Whether an infection can be established in the absence of immune responses is given by the basic reproductive ratio of the virus [14]. This is defined as the average number of newly infected cells produced by one infected cell during its lifespan when placed into a pool of susceptible cells. It is instructive to consider the situation where there is no virus migration between the two compartments (η = 0), because this significantly simplifies the expressions. In this case, we can define the basic reproductive ratio separately for the follicular and the extrafollicular compartment, given by R_0f = λ_fβ_f/da and R_0e = λ_eβ_e/da. If R_0f>1, the virus establishes an infection in the follicular compartment.
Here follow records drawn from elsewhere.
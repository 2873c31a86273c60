//! Historical query types
//!
//! - `Query`: an immutable request for a device's metric history
//! - `QueryResult`: one page of readings plus paging metadata
//! - `TimeRange`: inclusive timestamp bounds

use serde::{Deserialize, Serialize};
use std::str::FromStr;

use super::error::QueryError;
use crate::protocol::MetricReading;

/// Inclusive time interval in milliseconds
#[derive(Debug, Clone, Copy, PartialEq, Eq, Serialize, Deserialize)]
pub struct TimeRange {
    pub start: i64,
    pub end: i64,
}

impl TimeRange {
    /// Returns None if start > end
    pub fn new(start: i64, end: i64) -> Option<Self> {
        if start <= end {
            Some(Self { start, end })
        } else {
            None
        }
    }

    /// Range covering the last N minutes up to now
    pub fn last_minutes(minutes: i64) -> Self {
        let end = chrono::Utc::now().timestamp_millis();
        Self {
            start: end - minutes * 60 * 1000,
            end,
        }
    }

    pub fn contains(&self, timestamp: i64) -> bool {
        timestamp >= self.start && timestamp <= self.end
    }
}

/// Bucket width requested from the history endpoint
#[derive(Debug, Clone, Copy, Default, PartialEq, Eq, Hash, Serialize, Deserialize)]
#[serde(rename_all = "lowercase")]
pub enum Granularity {
    #[default]
    Raw,
    Minute,
    Hour,
    Day,
}

impl std::fmt::Display for Granularity {
    fn fmt(&self, f: &mut std::fmt::Formatter<'_>) -> std::fmt::Result {
        match self {
            Self::Raw => write!(f, "raw"),
            Self::Minute => write!(f, "minute"),
            Self::Hour => write!(f, "hour"),
            Self::Day => write!(f, "day"),
        }
    }
}

impl FromStr for Granularity {
    type Err = QueryError;

    fn from_str(s: &str) -> Result<Self, Self::Err> {
        match s.to_lowercase().as_str() {
            "raw" => Ok(Self::Raw),
            "minute" | "1m" => Ok(Self::Minute),
            "hour" | "1h" => Ok(Self::Hour),
            "day" | "1d" => Ok(Self::Day),
            other => Err(QueryError::InvalidParameter(format!("granularity '{}'", other))),
        }
    }
}

/// Aggregation applied within each bucket
#[derive(Debug, Clone, Copy, Default, PartialEq, Eq, Hash, Serialize, Deserialize)]
#[serde(rename_all = "lowercase")]
pub enum Aggregation {
    #[default]
    Avg,
    Min,
    Max,
    Sum,
    Count,
}

impl std::fmt::Display for Aggregation {
    fn fmt(&self, f: &mut std::fmt::Formatter<'_>) -> std::fmt::Result {
        match self {
            Self::Avg => write!(f, "avg"),
            Self::Min => write!(f, "min"),
            Self::Max => write!(f, "max"),
            Self::Sum => write!(f, "sum"),
            Self::Count => write!(f, "count"),
        }
    }
}

impl FromStr for Aggregation {
    type Err = QueryError;

    fn from_str(s: &str) -> Result<Self, Self::Err> {
        match s.to_lowercase().as_str() {
            "avg" | "average" => Ok(Self::Avg),
            "min" => Ok(Self::Min),
            "max" => Ok(Self::Max),
            "sum" => Ok(Self::Sum),
            "count" => Ok(Self::Count),
            other => Err(QueryError::InvalidParameter(format!("aggregation '{}'", other))),
        }
    }
}

/// A historical query. Built once, then only read.
#[derive(Debug, Clone, PartialEq, Eq, Serialize, Deserialize)]
#[serde(rename_all = "camelCase")]
pub struct Query {
    pub device_id: String,
    pub metric_types: Vec<String>,
    pub start_time: i64,
    pub end_time: i64,
    pub granularity: Granularity,
    pub aggregation: Aggregation,
}

impl Query {
    /// Start building a query for one device over `[start_time, end_time]`
    pub fn new(device_id: &str, start_time: i64, end_time: i64) -> Result<Self, QueryError> {
        if device_id.trim().is_empty() {
            return Err(QueryError::InvalidParameter("empty device id".to_string()));
        }
        if start_time >= end_time {
            return Err(QueryError::InvalidTimeRange {
                start: start_time,
                end: end_time,
            });
        }

        Ok(Self {
            device_id: device_id.to_string(),
            metric_types: Vec::new(),
            start_time,
            end_time,
            granularity: Granularity::default(),
            aggregation: Aggregation::default(),
        })
    }

    pub fn metric(mut self, metric_type: &str) -> Self {
        self.metric_types.push(metric_type.to_string());
        self
    }

    pub fn metrics<I, S>(mut self, metric_types: I) -> Self
    where
        I: IntoIterator<Item = S>,
        S: Into<String>,
    {
        self.metric_types
            .extend(metric_types.into_iter().map(Into::into));
        self
    }

    pub fn granularity(mut self, granularity: Granularity) -> Self {
        self.granularity = granularity;
        self
    }

    pub fn aggregation(mut self, aggregation: Aggregation) -> Self {
        self.aggregation = aggregation;
        self
    }

    /// Metric types as a sorted, de-duplicated list
    pub fn metric_set(&self) -> Vec<String> {
        let mut metrics = self.metric_types.clone();
        metrics.sort();
        metrics.dedup();
        metrics
    }

    /// Deterministic cache key; metric order does not matter
    ///
    /// Encoded as a JSON array so separators inside ids cannot collide.
    pub fn signature(&self) -> String {
        serde_json::json!([
            self.device_id,
            self.metric_set(),
            self.start_time,
            self.end_time,
            self.granularity.to_string(),
            self.aggregation.to_string(),
        ])
        .to_string()
    }

    pub fn time_range(&self) -> TimeRange {
        TimeRange {
            start: self.start_time,
            end: self.end_time,
        }
    }
}

/// One page of a historical query result
#[derive(Debug, Clone, PartialEq, Serialize)]
#[serde(rename_all = "camelCase")]
pub struct QueryResult {
    pub query: Query,
    pub data_points: Vec<MetricReading>,
    pub total: u64,
    pub page: u32,
    pub page_size: u32,
    pub total_pages: u32,
    pub execution_time_ms: u64,
    /// True when served from the query cache
    pub cached: bool,
}

/// Response body of the paginated history endpoint
#[derive(Debug, Clone, PartialEq, Serialize, Deserialize)]
#[serde(rename_all = "camelCase")]
pub struct HistoryPage {
    #[serde(default)]
    pub items: Vec<MetricReading>,
    #[serde(default)]
    pub total: u64,
    #[serde(default = "first_page")]
    pub page: u32,
    #[serde(default)]
    pub page_size: u32,
    #[serde(default)]
    pub total_pages: u32,
}

fn first_page() -> u32 {
    1
}

/// Formats offered by the export endpoint
#[derive(Debug, Clone, Copy, PartialEq, Eq)]
pub enum ExportFormat {
    Csv,
    Excel,
    Json,
}

impl ExportFormat {
    pub fn as_str(&self) -> &'static str {
        match self {
            Self::Csv => "csv",
            Self::Excel => "xlsx",
            Self::Json => "json",
        }
    }
}

impl FromStr for ExportFormat {
    type Err = QueryError;

    fn from_str(s: &str) -> Result<Self, Self::Err> {
        match s.to_lowercase().as_str() {
            "csv" => Ok(Self::Csv),
            "xlsx" | "excel" => Ok(Self::Excel),
            "json" => Ok(Self::Json),
            other => Err(QueryError::InvalidParameter(format!("export format '{}'", other))),
        }
    }
}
If R_0e>1, the virus establishes an infection in the extrafollicular compartment. If these conditions are fulfilled, the populations converge to the following equilibrium in the absence of immunity.

Returning to the biologically realistic scenario where infected cell migration occurs between the two compartments (η>0), the virus establishes an infection if the following condition is fulfilled: (ad−β_fλ_f)(ad−β_eλ_e)+dη(2ad−β_fλ_f−β_eλ_e)>0. In this case, the system converges to an equilibrium, the expressions for which are lengthy and uninformative, and therefore not included here. For low values of η, however, the expressions converge to the ones derived for η = 0 above. When a CTL response is added to the system, it reduces virus load towards an equilibrium that is again too lengthy and uninformative to write down. In the mathematical formulation used here, the CTL response always becomes established if the infection persists in the absence of immunity [17] (which is in contrast to other model formulations where establishment of CTL requires a threshold virus load [17]).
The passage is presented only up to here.